Here is the practical recommendation for almost everyone reading this on a Mac: skip Llama 5 405B and run a model that was designed to fit your hardware at full quality. Two stand out in July 2026.

According to LLMCheck benchmarks, Qwen 4.1 32B-A3B runs at ~62 tok/s on an M3 Max under Apache 2.0, and GLM 5.2 Air runs at ~30 tok/s under MIT. Both run at full precision, fit in 32–64GB, and deliver the responsive, high-quality experience a Q2_K 405B model cannot.

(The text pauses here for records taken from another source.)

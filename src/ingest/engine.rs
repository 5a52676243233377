//! DuckDB engine settings and the process-wide warm handle.

use async_trait::async_trait;
use duckdb::Connection;
use std::path::{Path, PathBuf};
use std::sync::{Arc, Mutex};
use tracing::{debug, info};

use super::IngestError;
use crate::config::AppConfig;
use crate::credentials::{CredentialError, CredentialProvider};

/// Settings applied to every DuckDB connection this process opens.
#[derive(Debug, Clone)]
pub struct EngineSettings {
    pub home_directory: String,
    pub extension_directory: Option<String>,
    /// Base directory; each session gets its own subdirectory.
    pub temp_directory: PathBuf,
    pub memory_limit: Option<String>,
    pub max_temp_directory_size: Option<String>,
    pub threads: Option<u32>,
    pub extensions: Vec<String>,
    pub credential_chain: bool,
    pub region: Option<String>,
}

impl EngineSettings {
    pub fn from_config(config: &AppConfig) -> Self {
        let engine = &config.engine;
        Self {
            home_directory: engine.home_directory.clone(),
            extension_directory: engine.extension_directory.clone(),
            temp_directory: PathBuf::from(&engine.temp_directory),
            memory_limit: Some(engine.memory_limit.clone()),
            max_temp_directory_size: Some(engine.max_temp_directory_size.clone()),
            threads: engine.threads,
            extensions: engine.extensions.clone(),
            credential_chain: engine.credential_chain,
            region: Some(config.aws_region.clone()),
        }
    }

    /// Settings for reading local files only: no extensions, no S3 secret.
    pub fn local(temp_directory: impl Into<PathBuf>) -> Self {
        Self {
            home_directory: std::env::temp_dir().to_string_lossy().into_owned(),
            extension_directory: None,
            temp_directory: temp_directory.into(),
            memory_limit: None,
            max_temp_directory_size: None,
            threads: None,
            extensions: Vec::new(),
            credential_chain: false,
            region: None,
        }
    }

    /// Statements that make a fresh connection able to read object storage.
    pub fn base_statements(&self) -> Result<Vec<String>, IngestError> {
        let mut statements = vec![format!(
            "SET home_directory = {}",
            quote_literal(&self.home_directory)
        )];

        if let Some(dir) = &self.extension_directory {
            statements.push(format!("SET extension_directory = {}", quote_literal(dir)));
        }

        for extension in &self.extensions {
            if !is_identifier(extension) {
                return Err(IngestError::Setup(format!(
                    "invalid extension name '{}'",
                    extension
                )));
            }
            statements.push(format!("INSTALL {}", extension));
            statements.push(format!("LOAD {}", extension));
        }

        Ok(statements)
    }

    /// Memory and spill settings, spilling into `swap_dir`.
    pub fn tuning_statements(&self, swap_dir: &Path) -> Vec<String> {
        let mut statements = vec![format!(
            "SET temp_directory = {}",
            quote_literal(&swap_dir.to_string_lossy())
        )];

        if let Some(limit) = &self.memory_limit {
            statements.push(format!("SET memory_limit = {}", quote_literal(limit)));
        }
        if let Some(size) = &self.max_temp_directory_size {
            statements.push(format!(
                "SET max_temp_directory_size = {}",
                quote_literal(size)
            ));
        }
        if let Some(threads) = self.threads {
            statements.push(format!("SET threads = {}", threads));
        }

        statements
    }

    /// The S3 secret backed by the AWS credential chain, if enabled.
    pub fn secret_statement(&self) -> Option<String> {
        if !self.credential_chain {
            return None;
        }

        Some(match &self.region {
            Some(region) => format!(
                "CREATE OR REPLACE SECRET (TYPE s3, PROVIDER credential_chain, REGION {})",
                quote_literal(region)
            ),
            None => "CREATE OR REPLACE SECRET (TYPE s3, PROVIDER credential_chain)".to_string(),
        })
    }
}

/// Run setup statements in order, stopping at the first failure.
pub(crate) fn apply_statements(conn: &Connection, statements: &[String]) -> Result<(), IngestError> {
    for statement in statements {
        debug!(statement = %statement, "Applying DuckDB setup");
        conn.execute_batch(statement)
            .map_err(|e| IngestError::Setup(format!("{}: {}", statement, e)))?;
    }
    Ok(())
}

/// Quote a string as a SQL literal.
pub(crate) fn quote_literal(value: &str) -> String {
    format!("'{}'", value.replace('\'', "''"))
}

fn is_identifier(name: &str) -> bool {
    !name.is_empty() && name.chars().all(|c| c.is_ascii_alphanumeric() || c == '_')
}

/// Long-lived DuckDB handle kept for the lifetime of the process.
///
/// Construction installs and loads the configured extensions, applies the
/// engine settings and issues the S3 secret once. Afterwards the handle is
/// only used to re-issue that secret; all data work happens in fresh
/// sessions.
#[derive(Debug)]
pub struct WarmEngine {
    conn: Arc<Mutex<Connection>>,
    settings: Arc<EngineSettings>,
}

impl WarmEngine {
    pub fn start(settings: Arc<EngineSettings>) -> Result<Self, IngestError> {
        std::fs::create_dir_all(&settings.temp_directory)?;

        let conn = Connection::open_in_memory()
            .map_err(|e| IngestError::Connection(e.to_string()))?;

        apply_statements(&conn, &settings.base_statements()?)?;
        apply_statements(&conn, &settings.tuning_statements(&settings.temp_directory))?;
        if let Some(secret) = settings.secret_statement() {
            apply_statements(&conn, &[secret])?;
        }

        info!(
            extensions = ?settings.extensions,
            credential_chain = settings.credential_chain,
            "Warm engine initialized"
        );

        Ok(Self {
            conn: Arc::new(Mutex::new(conn)),
            settings,
        })
    }

    pub fn settings(&self) -> &Arc<EngineSettings> {
        &self.settings
    }
}

#[async_trait]
impl CredentialProvider for WarmEngine {
    async fn refresh(&self) -> Result<(), CredentialError> {
        let Some(secret) = self.settings.secret_statement() else {
            debug!("Credential chain disabled; nothing to refresh");
            return Ok(());
        };

        let conn = self.conn.clone();
        tokio::task::spawn_blocking(move || {
            let conn = conn
                .lock()
                .map_err(|_| CredentialError::Refresh("warm engine lock poisoned".to_string()))?;
            conn.execute_batch(&secret)
                .map_err(|e| CredentialError::Refresh(e.to_string()))
        })
        .await
        .map_err(|e| CredentialError::Refresh(e.to_string()))??;

        debug!("Object-store credential refreshed");
        Ok(())
    }
}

Model Speed (M3 Max) License Why It Wins on Mac
Qwen 4.1 32B-A3B ~62 tok/s Apache 2.0 MoE efficiency, full quality, fits 32GB
GLM 5.2 Air ~30 tok/s MIT Strong reasoning, permissive license
Llama 5 405B (Q2_K) ~4–5 tok/s Llama 5 Community Degraded, RAM-bound, slow

Both alternatives are MoE-style or efficiently-sized designs that activate a fraction of their parameters per token, which is exactly why they fly on Apple Silicon where the dense 405B crawls. For the overwhelming majority of local workloads — coding assistance, writing, RAG, agentic tasks — Qwen 4.1 32B-A3B or GLM 5.2 Air will feel dramatically better day to day than a Q2 Llama 5 405B, and you do not need a $7,000 Mac to run them.

The Verdict

Llama 5 405B is an excellent model and a poor Mac model, and both things are true at once. As a piece of open-weight engineering it is a milestone: frontier-tier MMLU, HumanEval, SWE-Verified, and GPQA scores under a commercially permissive license. As a local model for Apple Silicon, it is the wrong tool — the dense architecture and 220 GB Q4 footprint mean no Mac can run it at the quality that makes it special, and the Q2_K version that fits the largest Macs is slow, degraded, and outclassed by 32B models you can run at full precision.

Run Llama 5 405B if…

You have a multi-GPU cluster or a cloud endpoint and need the absolute strongest open model at full precision for coding, reasoning, or long-context analysis. In that environment its 91% MMLU and 72% SWE-Verified are real and worth the compute. On a Mac, it is a curiosity, not a daily driver.

Run a Mac alternative if…

You want fast, private, full-quality local AI on Apple Silicon — which is nearly everyone. Qwen 4.1 32B-A3B (~62 tok/s, Apache 2.0) and GLM 5.2 Air (~30 tok/s, MIT) fit in 32–64GB, run at full precision, and feel responsive. This is the right path for almost every Mac user.

The takeaway for Mac owners is simple: do not buy a Mac to run Llama 5 405B, and do not judge the model by what it does on your laptop. Judge it where it belongs — on cluster or cloud hardware — and for everything you actually do locally, reach for a model built to fit. Apple Silicon's unified memory is generous, but it is not 220 GB generous, and the laws of bandwidth do not bend for benchmark scores.